British Ambassador to Zimbabwe
- In office 2014–2018
- Monarch: Elizabeth II
- Prime Minister: David Cameron Theresa May
- Preceded by: Deborah Bronnert
- Succeeded by: Melanie Robinson

Personal details
- Born: Catriona Wendy Campbell Laing
- Alma mater: London School of Economics (MSc)

= Catriona Laing =

British diplomat

Catriona Wendy Campbell Laing is a British civil servant and diplomat who has been serving as United Nations Secretary-General António Guterres' Special Representative for Somalia and Head of the United Nations Assistance Mission in Somalia (UNSOM) since 2023.

==Early life and education==
Laing studied economics at the London School of Economics, graduating with a Master of Science (MSc) degree in 1986. She later attended the Cranfield School of Management at Cranfield University, and completed a Master of Business Administration (MBA) in 1996.

==Career==
After graduating, Laing worked as an ODI Fellow for the Botswana Ministry of Works.
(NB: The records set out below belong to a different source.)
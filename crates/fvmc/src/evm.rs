//! Host-facing VM definitions: revisions, return codes and the sub-call ABI.

/// A named milestone of the VM specification.
///
/// Gates instruction availability and gas pricing; all feature tests are
/// simple `revision >= level` comparisons.
#[derive(Clone, Copy, Debug, PartialEq, Eq, PartialOrd, Ord, Hash)]
pub enum Revision {
    Frontier,
    Homestead,
    TangerineWhistle,
    SpuriousDragon,
    Byzantium,
    Aion,
    AionV1,
}

/// The result of an `execute` call, as returned to the host.
#[derive(Clone, Copy, Debug, PartialEq, Eq)]
#[repr(i32)]
pub enum ReturnCode {
    Stop = 0,
    Return = 1,
    Revert = 2,
    OutOfGas = 3,
}

/// Sub-call kind passed to `ext.call`.
#[derive(Clone, Copy, Debug, PartialEq, Eq)]
#[repr(i32)]
pub enum CallKind {
    Call = 0,
    CallCode = 1,
    DelegateCall = 2,
    StaticCall = 3,
}

/// Magic added by the host to the remaining gas of a failed sub-call or
/// create, making the result negative. Subtracting it back recovers the gas.
pub const EVM_CALL_FAILURE: i64 = i64::MIN;
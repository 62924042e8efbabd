//! A small self-contained SSA IR.
//!
//! This is the reference backend for the FastVM compiler: an in-memory
//! module format, a builder implementing the `fvmc-backend` traits, a
//! verifier, and a tree-walking executor so compiled modules can actually be
//! run in tests without a native code generator.

#![cfg_attr(not(test), warn(unused_extern_crates))]

use fvmc_backend::{Attribute, FunctionAttributeLocation, IntCC, Linkage, U256};
use rustc_hash::FxHashMap;
use std::fmt;

mod builder;
pub use builder::{IrBackend, IrBuilder};

mod exec;
pub use exec::{Executor, Imports, Mem, ARENA_BASE};

mod verify;

/// An IR type: an integer of a fixed bit width, or an opaque pointer.
///
/// Pointers are 64-bit.
#[derive(Clone, Copy, PartialEq, Eq, Hash, Debug)]
pub enum Type {
    Int(u16),
    Ptr,
}

impl Type {
    /// The width of a value of this type, in bits.
    pub fn bits(self) -> u32 {
        match self {
            Self::Int(bits) => bits as u32,
            Self::Ptr => 64,
        }
    }

    /// The size of a value of this type in memory, in bytes.
    pub fn size(self) -> u64 {
        (self.bits() as u64).div_ceil(8)
    }
}

impl fmt::Display for Type {
    fn fmt(&self, f: &mut fmt::Formatter<'_>) -> fmt::Result {
        match self {
            Self::Int(bits) => write!(f, "i{bits}"),
            Self::Ptr => f.write_str("ptr"),
        }
    }
}

macro_rules! id_type {
    ($($(#[$attr:meta])* $name:ident),* $(,)?) => {$(
        $(#[$attr])*
        #[derive(Clone, Copy, PartialEq, Eq, Hash, Debug)]
        pub struct $name(pub u32);

        impl $name {
            #[inline]
            pub fn index(self) -> usize {
                self.0 as usize
            }
        }
    )*};
}

id_type! {
    /// A function in a [`Module`].
    FuncId,
    /// A basic block in a function.
    BlockId,
    /// An instruction in a function.
    InstId,
    /// An entry in a function's constant pool.
    ConstId,
}

/// An SSA value.
///
/// Constants are pooled rather than emitted as instructions so that values
/// patched into already-emitted calls (`set_call_arg`) never depend on their
/// definition point.
#[derive(Clone, Copy, PartialEq, Eq, Debug)]
pub enum Value {
    /// The n-th function parameter.
    Param(u32),
    /// The result of an instruction.
    Inst(InstId),
    /// A pooled constant.
    Const(ConstId),
    /// The address of a module global.
    Global(u32),
}

#[derive(Clone, Debug)]
pub struct ConstData {
    pub ty: Type,
    pub kind: ConstKind,
}

#[derive(Clone, Copy, Debug)]
pub enum ConstKind {
    Int(U256),
    /// A placeholder; evaluating one is an execution error.
    Undef,
}

#[derive(Clone, Debug)]
pub struct GlobalData {
    pub name: String,
    pub ty: Type,
    pub init: u64,
}

#[derive(Clone, Copy, PartialEq, Eq, Debug)]
pub enum BinOp {
    Add,
    Sub,
    Mul,
    UDiv,
    SDiv,
    URem,
    SRem,
    And,
    Or,
    Xor,
    Shl,
    LShr,
}

impl BinOp {
    fn name(self) -> &'static str {
        match self {
            Self::Add => "add",
            Self::Sub => "sub",
            Self::Mul => "mul",
            Self::UDiv => "udiv",
            Self::SDiv => "sdiv",
            Self::URem => "urem",
            Self::SRem => "srem",
            Self::And => "and",
            Self::Or => "or",
            Self::Xor => "xor",
            Self::Shl => "shl",
            Self::LShr => "lshr",
        }
    }
}

#[derive(Clone, Copy, PartialEq, Eq, Debug)]
pub enum UnOp {
    Not,
    Bswap,
    Ctlz,
}

impl UnOp {
    fn name(self) -> &'static str {
        match self {
            Self::Not => "not",
            Self::Bswap => "bswap",
            Self::Ctlz => "ctlz",
        }
    }
}

#[derive(Clone, Debug)]
pub enum InstKind {
    /// An erased instruction.
    Nop,
    Binary { op: BinOp, lhs: Value, rhs: Value },
    Unary { op: UnOp, arg: Value },
    Icmp { cc: IntCC, lhs: Value, rhs: Value },
    Select { cond: Value, then_value: Value, else_value: Value },
    /// Zero-extend to the instruction type.
    Zext { arg: Value },
    /// Truncate to the instruction type.
    Trunc { arg: Value },
    Load { ptr: Value },
    Store { value: Value, ptr: Value },
    Alloca { elem: Type, len: u64 },
    /// `&ptr[offset]` with `offset` in units of `elem`, sign-extended.
    Gep { elem: Type, ptr: Value, offset: Value },
    Call { func: FuncId, args: Vec<Value> },
    Phi { incoming: Vec<(Value, BlockId)> },
    Br { dest: BlockId },
    Brif { cond: Value, then_block: BlockId, else_block: BlockId },
    Switch { index: Value, default: BlockId, targets: Vec<(u64, BlockId)> },
    Ret { value: Option<Value> },
    Unreachable,
}

impl InstKind {
    pub fn is_terminator(&self) -> bool {
        matches!(
            self,
            Self::Br { .. }
                | Self::Brif { .. }
                | Self::Switch { .. }
                | Self::Ret { .. }
                | Self::Unreachable
        )
    }
}

#[derive(Clone, Debug)]
pub struct InstData {
    pub kind: InstKind,
    /// The type of the produced value, if the instruction produces one.
    pub ty: Option<Type>,
    /// An optional name carried for dumps.
    pub name: String,
}

#[derive(Clone, Debug, Default)]
pub struct BlockData {
    pub name: String,
    pub insts: Vec<InstId>,
    pub cold: bool,
}

#[derive(Clone, Debug)]
pub struct FunctionData {
    pub name: String,
    pub params: Vec<Type>,
    pub param_names: Vec<String>,
    pub ret: Option<Type>,
    pub linkage: Linkage,
    /// Empty for imported functions.
    pub blocks: Vec<BlockData>,
    /// Block display/layout order; ids into `blocks` stay stable.
    pub block_order: Vec<BlockId>,
    pub insts: Vec<InstData>,
    pub consts: Vec<ConstData>,
    pub attrs: Vec<(Attribute, FunctionAttributeLocation)>,
}

impl FunctionData {
    pub fn is_import(&self) -> bool {
        matches!(self.linkage, Linkage::Import)
    }

    pub fn inst(&self, id: InstId) -> &InstData {
        &self.insts[id.index()]
    }

    pub fn block(&self, id: BlockId) -> &BlockData {
        &self.blocks[id.index()]
    }

    /// The terminator of `block`, if it has one.
    pub fn terminator(&self, block: BlockId) -> Option<&InstData> {
        let last = *self.block(block).insts.last()?;
        let data = self.inst(last);
        data.kind.is_terminator().then_some(data)
    }
}

/// A compiled IR module.
#[derive(Clone, Debug, Default)]
pub struct Module {
    pub name: String,
    pub functions: Vec<FunctionData>,
    pub globals: Vec<GlobalData>,
    func_names: FxHashMap<String, FuncId>,
}

impl Module {
    pub fn new(name: impl Into<String>) -> Self {
        Self { name: name.into(), ..Default::default() }
    }

    pub fn function(&self, id: FuncId) -> &FunctionData {
        &self.functions[id.index()]
    }

    pub fn get_function(&self, name: &str) -> Option<FuncId> {
        self.func_names.get(name).copied()
    }

    pub fn get_global(&self, name: &str) -> Option<&GlobalData> {
        self.globals.iter().find(|g| g.name == name)
    }

    pub(crate) fn add_function(
        &mut self,
        name: &str,
        params: &[Type],
        param_names: &[&str],
        ret: Option<Type>,
        linkage: Linkage,
    ) -> FuncId {
        debug_assert!(!self.func_names.contains_key(name), "duplicate function `{name}`");
        let id = FuncId(self.functions.len() as u32);
        self.functions.push(FunctionData {
            name: name.to_string(),
            params: params.to_vec(),
            param_names: param_names.iter().map(|s| s.to_string()).collect(),
            ret,
            linkage,
            blocks: Vec::new(),
            block_order: Vec::new(),
            insts: Vec::new(),
            consts: Vec::new(),
            attrs: Vec::new(),
        });
        self.func_names.insert(name.to_string(), id);
        id
    }

    /// Verifies structural well-formedness of every defined function.
    pub fn verify(&self) -> fvmc_backend::Result<()> {
        verify::verify(self)
    }
}

impl fmt::Display for Module {
    fn fmt(&self, f: &mut fmt::Formatter<'_>) -> fmt::Result {
        writeln!(f, "; module {}", self.name)?;
        for g in &self.globals {
            writeln!(f, "global @{}: {} = {}", g.name, g.ty, g.init)?;
        }
        for func in &self.functions {
            writeln!(f)?;
            func.fmt_display(f, self)?;
        }
        Ok(())
    }
}

impl FunctionData {
    fn fmt_value(&self, f: &mut fmt::Formatter<'_>, module: &Module, v: Value) -> fmt::Result {
        match v {
            Value::Param(i) => write!(f, "%{}", self.param_names[i as usize]),
            Value::Inst(id) => write!(f, "%{}", id.0),
            Value::Const(id) => match &self.consts[id.index()].kind {
                ConstKind::Int(v) => write!(f, "{v}"),
                ConstKind::Undef => f.write_str("undef"),
            },
            Value::Global(i) => write!(f, "@{}", module.globals[i as usize].name),
        }
    }

    fn fmt_display(&self, f: &mut fmt::Formatter<'_>, module: &Module) -> fmt::Result {
        let kw = match self.linkage {
            Linkage::Import => "import",
            Linkage::Public => "fn",
            Linkage::Private => "private fn",
        };
        write!(f, "{kw} {}(", self.name)?;
        for (i, (ty, name)) in self.params.iter().zip(&self.param_names).enumerate() {
            if i > 0 {
                f.write_str(", ")?;
            }
            write!(f, "%{name}: {ty}")?;
        }
        f.write_str(")")?;
        if let Some(ret) = self.ret {
            write!(f, " -> {ret}")?;
        }
        if self.is_import() {
            return writeln!(f, ";");
        }
        writeln!(f, " {{")?;
        for &block_id in &self.block_order {
            let block = self.block(block_id);
            writeln!(f, "{}:", block.name)?;
            for &inst_id in &block.insts {
                let data = self.inst(inst_id);
                if matches!(data.kind, InstKind::Nop) {
                    continue;
                }
                f.write_str("  ")?;
                if data.ty.is_some() {
                    write!(f, "%{} = ", inst_id.0)?;
                }
                self.fmt_inst(f, module, data)?;
                if !data.name.is_empty() {
                    write!(f, " ; {}", data.name)?;
                }
                writeln!(f)?;
            }
        }
        writeln!(f, "}}")
    }

    fn fmt_inst(&self, f: &mut fmt::Formatter<'_>, m: &Module, data: &InstData) -> fmt::Result {
        let val = |f: &mut fmt::Formatter<'_>, v| self.fmt_value(f, m, v);
        match &data.kind {
            InstKind::Nop => f.write_str("nop"),
            InstKind::Binary { op, lhs, rhs } => {
                write!(f, "{} ", op.name())?;
                val(f, *lhs)?;
                f.write_str(", ")?;
                val(f, *rhs)
            }
            InstKind::Unary { op, arg } => {
                write!(f, "{} ", op.name())?;
                val(f, *arg)
            }
            InstKind::Icmp { cc, lhs, rhs } => {
                write!(f, "icmp {cc:?} ")?;
                val(f, *lhs)?;
                f.write_str(", ")?;
                val(f, *rhs)
            }
            InstKind::Select { cond, then_value, else_value } => {
                f.write_str("select ")?;
                val(f, *cond)?;
                f.write_str(", ")?;
                val(f, *then_value)?;
                f.write_str(", ")?;
                val(f, *else_value)
            }
            InstKind::Zext { arg } => {
                write!(f, "zext {} ", data.ty.unwrap())?;
                val(f, *arg)
            }
            InstKind::Trunc { arg } => {
                write!(f, "trunc {} ", data.ty.unwrap())?;
                val(f, *arg)
            }
            InstKind::Load { ptr } => {
                write!(f, "load {}, ", data.ty.unwrap())?;
                val(f, *ptr)
            }
            InstKind::Store { value, ptr } => {
                f.write_str("store ")?;
                val(f, *value)?;
                f.write_str(", ")?;
                val(f, *ptr)
            }
            InstKind::Alloca { elem, len } => write!(f, "alloca {elem} x {len}"),
            InstKind::Gep { elem, ptr, offset } => {
                write!(f, "gep {elem} ")?;
                val(f, *ptr)?;
                f.write_str(", ")?;
                val(f, *offset)
            }
            InstKind::Call { func, args } => {
                write!(f, "call {}(", m.function(*func).name)?;
                for (i, arg) in args.iter().enumerate() {
                    if i > 0 {
                        f.write_str(", ")?;
                    }
                    val(f, *arg)?;
                }
                f.write_str(")")
            }
            InstKind::Phi { incoming } => {
                f.write_str("phi ")?;
                for (i, (v, block)) in incoming.iter().enumerate() {
                    if i > 0 {
                        f.write_str(", ")?;
                    }
                    f.write_str("[")?;
                    val(f, *v)?;
                    write!(f, ", {}]", self.block(*block).name)?;
                }
                Ok(())
            }
            InstKind::Br { dest } => write!(f, "br {}", self.block(*dest).name),
            InstKind::Brif { cond, then_block, else_block } => {
                f.write_str("brif ")?;
                val(f, *cond)?;
                write!(f, ", {}, {}", self.block(*then_block).name, self.block(*else_block).name)
            }
            InstKind::Switch { index, default, targets } => {
                f.write_str("switch ")?;
                val(f, *index)?;
                write!(f, ", default {}", self.block(*default).name)?;
                for (case, block) in targets {
                    write!(f, ", {case} => {}", self.block(*block).name)?;
                }
                Ok(())
            }
            InstKind::Ret { value } => {
                f.write_str("ret")?;
                if let Some(v) = value {
                    f.write_str(" ")?;
                    val(f, *v)?;
                }
                Ok(())
            }
            InstKind::Unreachable => f.write_str("unreachable"),
        }
    }
}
She then joined the Overseas Development Administration, which was then an agency of the Foreign and Commonwealth Office (FCO). She was seconded to be head of the development office of the UN Mission in Somalia 1993–94. She studied at Cranfield School of Management 1995–96 for an MBA degree. She continued with the Overseas Development Administration when it became part of the Department for International Development (DFID) in 1997. She was seconded to the Cabinet Office as deputy director of the Prime Minister's strategy unit 2001–05, then was head of DFID's International Division Advisory Department 2005–06, head of DFID in Sudan 2006–09, and director, human rights and international, at the Ministry of Justice 2009–12. She then joined the FCO and was the UK's senior civilian representative to the NATO operation in southern Afghanistan 2012–13.

Laing was appointed to be Ambassador to Zimbabwe from 2014. After four years in that post she was appointed to be High Commissioner to Nigeria from November 2018.

Laing was appointed CB in the 2012 New Year Honours.